[Opening MATERIALS PROVIDED section]

//! Main entry point for the Podium ledger service
//!
//! Loads configuration, initializes logging and serves the HTTP API until a
//! shutdown signal arrives.

use anyhow::Result;
use clap::Parser;
use podium::config::AppConfig;
use podium::service::{AppState, HealthCheck};
use std::path::PathBuf;
use std::sync::Arc;
use tokio::signal;
use tokio::sync::oneshot;
use tracing::{error, info, warn};

/// Podium - Seasonal Multiplayer Rating Ledger
#[derive(Parser)]
#[command(
    name = "podium",
    version,
    about = "A seasonal rating ledger for multiplayer games",
    long_about = "Podium records multiplayer game results within seasons, rates every \
                 participant with a pairwise multiplayer Elo update and stores each game \
                 atomically together with the player ratings it changes."
)]
struct Args {
    /// Configuration file path
    #[arg(
        short,
        long,
        value_name = "FILE",
        help = "Path to configuration file (TOML format)"
    )]
    config: Option<PathBuf>,

    /// Log level override
    #[arg(
        short,
        long,
        value_name = "LEVEL",
        help = "Override log level (trace, debug, info, warn, error)"
    )]
    log_level: Option<String>,

    /// HTTP port override
    #[arg(long, value_name = "PORT", help = "Override HTTP server port")]
    http_port: Option<u16>,

    /// Enable debug mode
    #[arg(short, long, help = "Enable debug mode with verbose logging")]
    debug: bool,

    /// Dry run mode (validate config and exit)
    #[arg(
        long,
        help = "Validate configuration and exit without starting service"
    )]
    dry_run: bool,
}

/// Initialize structured logging with the configured level
fn init_logging(log_level: &str) -> Result<()> {
    let subscriber = tracing_subscriber::fmt()
        .with_env_filter(
            tracing_subscriber::EnvFilter::try_from_default_env()
                .unwrap_or_else(|_| log_level.into()),
        )
        .with_target(false)
        .with_thread_ids(true)
        .with_line_number(true)
        .finish();

    tracing::subscriber::set_global_default(subscriber)
        .map_err(|e| anyhow::anyhow!("Failed to initialize logging: {}", e))?;

    Ok(())
}

/// Wait for shutdown signals (SIGINT, SIGTERM)
async fn wait_for_shutdown_signal() {
    let ctrl_c = async {
        if let Err(e) = signal::ctrl_c().await {
            error!("Failed to listen for Ctrl+C: {}", e);
            std::future::pending::<()>().await;
        }
    };

    #[cfg(unix)]
    let terminate = async {
        match signal::unix::signal(signal::unix::SignalKind::terminate()) {
            Ok(mut stream) => {
                stream.recv().await;
            }
            Err(e) => {
                error!("Failed to install SIGTERM handler: {}", e);
                std::future::pending::<()>().await;
            }
        }
    };

    #[cfg(not(unix))]
    let terminate = std::future::pending::<()>();

    tokio::select! {
        _ = ctrl_c => {
            info!("Received SIGINT (Ctrl+C) signal");
        },
        _ = terminate => {
            info!("Received SIGTERM signal");
        },
    }
}

/// Display startup banner with service information
fn display_startup_banner(config: &AppConfig) {
    info!("Podium Ledger Service v{}", podium::VERSION);
    info!("   Service: {}", config.service.name);
    info!("   Log level: {}", config.service.log_level);
    info!(
        "   HTTP: {}:{}",
        config.service.host, config.service.http_port
    );
    info!("   Table: {}", config.storage.table_name);
    info!(
        "   Season defaults: startingElo={} k={} d={}",
        config.seasons.starting_elo, config.seasons.k, config.seasons.d
    );
}

/// Load and merge configuration from file or environment and CLI arguments
fn load_config(args: &Args) -> Result<AppConfig> {
    let mut config = if let Some(config_path) = &args.config {
        AppConfig::from_file(config_path)?
    } else {
        AppConfig::from_env()?
    };

    // Apply CLI overrides
    if let Some(log_level) = &args.log_level {
        config.service.log_level = log_level.clone();
    }

    if args.debug {
        config.service.log_level = "debug".to_string();
    }

    if let Some(http_port) = args.http_port {
        config.service.http_port = http_port;
    }

    podium::config::validate_config(&config)?;
    Ok(config)
}

#[tokio::main]
async fn main() -> Result<()> {
    let args = Args::parse();

    let config = load_config(&args).unwrap_or_else(|e| {
        eprintln!("Configuration error: {:#}", e);
        std::process::exit(1);
    });

    if let Err(e) = init_logging(&config.service.log_level) {
        eprintln!("Failed to initialize logging: {}", e);
        std::process::exit(1);
    }

    if args.dry_run {
        info!("Configuration validation successful");
        display_startup_banner(&config);
        info!("Dry run completed - exiting without starting service");
        return Ok(());
    }

    display_startup_banner(&config);

    let app_state = match AppState::new(config.clone()) {
        Ok(state) => Arc::new(state),
        Err(e) => {
            error!("Failed to initialize application: {}", e);
            std::process::exit(1);
        }
    };

    match HealthCheck::check(&app_state).await {
        Ok(health) => info!("Initial health check: {}", health.status),
        Err(e) => warn!("Initial health check failed: {}", e),
    }

    let (shutdown_tx, shutdown_rx) = oneshot::channel::<()>();
    let mut server = tokio::spawn(app_state.clone().serve(async move {
        let _ = shutdown_rx.await;
    }));

    info!("Podium ledger service is running");
    info!("Press Ctrl+C to shutdown gracefully...");

    tokio::select! {
        _ = wait_for_shutdown_signal() => {
            info!("Shutdown signal received, beginning graceful shutdown...");
        }
        result = &mut server => {
            match result {
                Ok(Ok(())) => info!("HTTP server exited"),
                Ok(Err(e)) => error!("HTTP server failed: {}", e),
                Err(e) => error!("HTTP server task panicked: {}", e),
            }
            std::process::exit(1);
        }
    }

    let _ = shutdown_tx.send(());

    match tokio::time::timeout(config.shutdown_timeout(), server).await {
        Ok(Ok(Ok(()))) => info!("Graceful shutdown completed successfully"),
        Ok(Ok(Err(e))) => error!("HTTP server failed during shutdown: {}", e),
        Ok(Err(e)) => error!("HTTP server task failed during shutdown: {}", e),
        Err(_) => warn!("Shutdown timeout exceeded, forcing exit"),
    }

    info!("Podium ledger service stopped");
    Ok(())
}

[Closing MATERIALS PROVIDED section]

# [WORK TO BE COMPLETED]
Start at the first line of the data above. Stop after the line containing "rates every \", reproducing each line exactly and adding nothing.

# [REPLY TO THE EXERCISE]
//! Main entry point for the Podium ledger service
//!
//! Loads configuration, initializes logging and serves the HTTP API until a
//! shutdown signal arrives.

use anyhow::Result;
use clap::Parser;
use podium::config::AppConfig;
use podium::service::{AppState, HealthCheck};
use std::path::PathBuf;
use std::sync::Arc;
use tokio::signal;
use tokio::sync::oneshot;
use tracing::{error, info, warn};

/// Podium - Seasonal Multiplayer Rating Ledger
#[derive(Parser)]
#[command(
    name = "podium",
    version,
    about = "A seasonal rating ledger for multiplayer games",
    long_about = "Podium records multiplayer game results within seasons, rates every \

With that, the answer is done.